Highlights of Collection 3 include:

  • History of Science: the Wellcome Library’s collection ranges from scholarly editions and translations of the works of Galen, Galileo, Dioscorides, Fuchs and Aldrovandi to books on alchemy, demonology, falconry and cookery (La Varenne’s Le cuisinier françois, 1656, is the founding text of modern French cuisine), so-called books of secrets (containing recipes for medicines and household remedies, including Latin, Italian, Spanish and German editions of Alessio Piemontese’s De Secretis) and books of prodigies (such as Pierre Boaistuau’s illustrated catalogue of monsters, demons, deformities, natural disasters and miraculous events, Histoires prodigieuses, 1568).
  • Philosophy: works by René Descartes (Principia Philosophiae, 1644; Les Passions de l’ame, 1650), Baruch Spinoza (editions of the Tractatus theologico-politicus in Latin, 1670 and French, 1678) and key humanist and Renaissance authors.
  • History: pamphlets from the Koninklijke Bibliotheek relating to the Dutch Revolt against Spanish rule, the persecution of the Huguenots, and the assassination of William of Orange.
  • Fine art and illustrations: Albrecht Dürer’s Four Books on Human Proportion (Arnhem, 1622), and volumes with engravings by Jacob de Gheyn (Waffenhandlvng, or The Exercise of Arms; Amsterdam, 1608), Johan Bara (Emblemata amatoria, Netherlands, c.1620) and Jöst Amman (Panoplia, Frankfurt, 1568).
  • Fine examples of the art of printing, from Nicolas Jenson’s Venetian imprints of the 1470s and examples of Dutch ‘prototypography’, to Christophe’s Plantin’s prolifically illustrated editions of Monardes’ survey of plants of the New World (1574) and the House of Elzevir’s editions of the Classics and the Greek New Testament (Leiden, 1624).
  • The Age of Exploration: several editions of Theodor de Bry’s America (from 1595 onwards), and Joannes de Laet’s History of the New World (Leiden, 1625), together with surveys, chronicles and illustrated natural histories of Brazil, Peru, Ethiopia, India, Persia and the Portuguese East Indies (in Spanish, Italian, French, Dutch and Latin).
  • Literary works from throughout Europe, including Molière’s L’avare (Paris, 1693), Torquato Tasso’s Gierusalemme liberata (Paris, 1678), Sebastian Brant’s Ship of Fools (Latin edition; Basel, 1498), Juan de Mena’s Las trescientas (Seville, 1499), Joost van Vondel’s Maria Stuart (1647) and Philipp von Zesen’s Adriatische Rosemund (1645).
  • Like its immediate predecessor, Collection 4 contains almost 3 million pages and includes works from the Biblioteca Nazionale Centrale di Firenze (BNCF), the Koninklijke Bibliotheek, the Wellcome Library and the Kongelige Bibliotek; in addition, Collection 4 sees the first inclusion of volumes (c.1,700) from the Bibliothèque nationale de France (BnF).

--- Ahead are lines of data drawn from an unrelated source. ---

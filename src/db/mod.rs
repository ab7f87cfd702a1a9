//! Database module for SQLite persistence.
//!
//! SQLite is the source of truth for rides, location reports and push
//! subscriptions.

mod repository;

pub use repository::*;

use sqlx::sqlite::{SqliteConnectOptions, SqlitePool, SqlitePoolOptions};
use std::path::Path;
use std::str::FromStr;

/// Initialize the database connection pool and run migrations.
pub async fn init_database(db_path: &Path) -> Result<SqlitePool, sqlx::Error> {
    // Ensure the parent directory exists
    if let Some(parent) = db_path.parent() {
        tokio::fs::create_dir_all(parent).await.ok();
    }

    let db_url = format!("sqlite:{}?mode=rwc", db_path.display());

    let options = SqliteConnectOptions::from_str(&db_url)?
        .create_if_missing(true)
        .journal_mode(sqlx::sqlite::SqliteJournalMode::Wal)
        .synchronous(sqlx::sqlite::SqliteSynchronous::Normal)
        .busy_timeout(std::time::Duration::from_secs(30));

    let pool = SqlitePoolOptions::new()
        .max_connections(5)
        .connect_with(options)
        .await?;

    // Run embedded migrations
    run_migrations(&pool).await?;

    Ok(pool)
}

/// Run database migrations.
async fn run_migrations(pool: &SqlitePool) -> Result<(), sqlx::Error> {
    sqlx::query(
        r#"
        CREATE TABLE IF NOT EXISTS rides (
            hash TEXT PRIMARY KEY,
            corrida_number TEXT NOT NULL,
            driver_name TEXT NOT NULL,
            phone TEXT,
            plate TEXT,
            departure_location TEXT NOT NULL,
            final_location TEXT NOT NULL,
            status TEXT NOT NULL DEFAULT 'Waiting',
            created_at TEXT NOT NULL
        );
        "#,
    )
    .execute(pool)
    .await?;

    sqlx::query(
        r#"
        CREATE TABLE IF NOT EXISTS locations (
            id INTEGER PRIMARY KEY AUTOINCREMENT,
            corrida_number TEXT NOT NULL,
            driver_name TEXT,
            latitude REAL NOT NULL,
            longitude REAL NOT NULL,
            precise INTEGER NOT NULL DEFAULT 0,
            reported_at TEXT NOT NULL
        );
        "#,
    )
    .execute(pool)
    .await?;

    // One endpoint per corrida: subscribe replaces, never appends.
    sqlx::query(
        r#"
        CREATE TABLE IF NOT EXISTS subscriptions (
            corrida_number TEXT PRIMARY KEY,
            endpoint TEXT NOT NULL,
            keys_json TEXT,
            updated_at TEXT NOT NULL
        );
        "#,
    )
    .execute(pool)
    .await?;

    // corrida_number is a loose correlation key, not a foreign key; index it
    // on both sides of the join.
    sqlx::query(
        r#"
        CREATE INDEX IF NOT EXISTS idx_rides_corrida_number ON rides(corrida_number);
        CREATE INDEX IF NOT EXISTS idx_rides_created_at ON rides(created_at);
        CREATE INDEX IF NOT EXISTS idx_locations_corrida_number ON locations(corrida_number);
        "#,
    )
    .execute(pool)
    .await?;

    Ok(())
}
//! Configuration module for the corrida backend.
//!
//! All configuration is loaded from environment variables with sensible defaults.

use std::env;
use std::net::SocketAddr;
use std::path::PathBuf;
use std::time::Duration;

/// Application configuration loaded from environment variables.
#[derive(Debug, Clone)]
pub struct Config {
    /// Path to SQLite database file
    pub db_path: PathBuf,
    /// Address to bind the server to
    pub bind_addr: SocketAddr,
    /// Log level (trace, debug, info, warn, error)
    pub log_level: String,
    /// Lower bound of the jittered delay between notification passes
    pub push_min_interval: Duration,
    /// Upper bound of the jittered delay between notification passes
    pub push_max_interval: Duration,
    /// Timeout for a single push delivery attempt
    pub push_timeout: Duration,
    /// Staleness window for the "driver is reporting" liveness check
    pub recent_window: Duration,
}

impl Config {
    /// Load configuration from environment variables.
    pub fn from_env() -> Self {
        dotenvy::dotenv().ok();

        let db_path = env::var("CORRIDA_DB_PATH")
            .unwrap_or_else(|_| "./data/corridas.sqlite".to_string())
            .into();

        let bind_addr = env::var("CORRIDA_BIND_ADDR")
            .unwrap_or_else(|_| "127.0.0.1:3000".to_string())
            .parse()
            .expect("Invalid CORRIDA_BIND_ADDR format");

        let log_level = env::var("CORRIDA_LOG_LEVEL").unwrap_or_else(|_| "info".to_string());

        let push_min_interval = duration_from_env("CORRIDA_PUSH_MIN_SECS", 300);
        let push_max_interval = duration_from_env("CORRIDA_PUSH_MAX_SECS", 600);
        let push_timeout = duration_from_env("CORRIDA_PUSH_TIMEOUT_SECS", 10);
        let recent_window = duration_from_env("CORRIDA_RECENT_WINDOW_SECS", 600);

        Self {
            db_path,
            bind_addr,
            log_level,
            push_min_interval,
            push_max_interval,
            push_timeout,
            recent_window,
        }
    }
}

fn duration_from_env(key: &str, default_secs: u64) -> Duration {
    let secs = env::var(key)
        .ok()
        .and_then(|v| v.parse().ok())
        .unwrap_or(default_secs);
    Duration::from_secs(secs)
}
//! Ride API endpoints.

use axum::{
    extract::{Path, State},
    Json,
};
use serde::Serialize;

use super::MessageResponse;
use crate::errors::AppError;
use crate::models::{CreateRideRequest, Ride, RideStatus, RideSummary, UpdateStatusRequest};
use crate::AppState;

#[derive(Debug, Serialize)]
pub struct GenerateRideResponse {
    pub hash: String,
}

/// POST /api/rides/generate - Create a new ride in Waiting state.
pub async fn generate_ride(
    State(state): State<AppState>,
    Json(request): Json<CreateRideRequest>,
) -> Result<Json<GenerateRideResponse>, AppError> {
    let ride = state.repo.create_ride(&request).await?;
    tracing::info!(hash = %ride.hash, corrida_number = %ride.corrida_number, "Ride created");
    Ok(Json(GenerateRideResponse { hash: ride.hash }))
}

/// GET /api/ride/{hash} - Get a single ride by its hash.
pub async fn get_ride(
    State(state): State<AppState>,
    Path(hash): Path<String>,
) -> Result<Json<Ride>, AppError> {
    let ride = state
        .repo
        .get_ride(&hash)
        .await?
        .ok_or_else(|| AppError::NotFound(format!("Ride {} not found", hash)))?;
    Ok(Json(ride))
}

/// GET /api/rides/{corrida_number} - Dispatcher-facing ride summary by
/// correlation key. The most recently created ride wins when the key was
/// reused.
pub async fn get_ride_summary(
    State(state): State<AppState>,
    Path(corrida_number): Path<String>,
) -> Result<Json<RideSummary>, AppError> {
    let ride = state
        .repo
        .get_ride_by_corrida(&corrida_number)
        .await?
        .ok_or_else(|| AppError::NotFound(format!("Ride {} not found", corrida_number)))?;
    Ok(Json(RideSummary::from(&ride)))
}

/// GET /api/rides/all-rides - List all rides, newest first.
pub async fn list_rides(State(state): State<AppState>) -> Result<Json<Vec<Ride>>, AppError> {
    let rides = state.repo.list_rides().await?;
    Ok(Json(rides))
}

/// POST /api/ride/status - Transition a ride's status.
pub async fn update_status(
    State(state): State<AppState>,
    Json(request): Json<UpdateStatusRequest>,
) -> Result<Json<MessageResponse>, AppError> {
    let new_status = RideStatus::from_str(&request.status).ok_or_else(|| {
        AppError::Validation(format!("Unknown status: {}", request.status))
    })?;

    let ride = state.repo.set_status(&request.hash, new_status).await?;
    tracing::info!(
        hash = %ride.hash,
        corrida_number = %ride.corrida_number,
        status = ride.status.as_str(),
        "Ride status updated"
    );

    Ok(Json(MessageResponse::new("Ride status updated")))
}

Works from the BnF in Collection 4 include the first Protestant Bible in French (published in Lyon in 1544) as well as editions and translations of the Fathers of the Church, bearing testimony to the importance of the Christian Humanist movement in France, in the wake of Erasmus. A number of works also illuminate the rites and ceremonies of religious life: the celebration of festivals such as Christmas, marriage and funeral rites, practices relating to prayer, fasting, giving alms and processions. Texts of laws and regulations, as well as editions of the customs of the French provinces, jurisprudential treatises on specific matters (such as contract law or feudal law, etc.) and compendia of jurisprudence along with their commentaries also feature. Philosophy is represented by, amongst others, Plato’s Republic and contemporary works such as the Six books of the Republic by Jean Bodin as well as French translations of Italian authors such as Machiavelli and Giovanni Botero (a leading theorist of the ‘raison d’Etat’ at the end of the 16th century).

The contents of Collection 4 as a whole are as wide-ranging as previous collections, including important works of science, art, medicine, travel and popular miscellanies from the Wellcome Library (including many items from William Morris’s personal collection), scholarly works of history and theology from the BNCF, literary translations and legal texts from the Netherlands’ Koninklijke Bibliotheek (including a substantial number of volumes from the Elzevir press), and texts relating to the Reformation from the Kongelige Bibliotek in Copenhagen.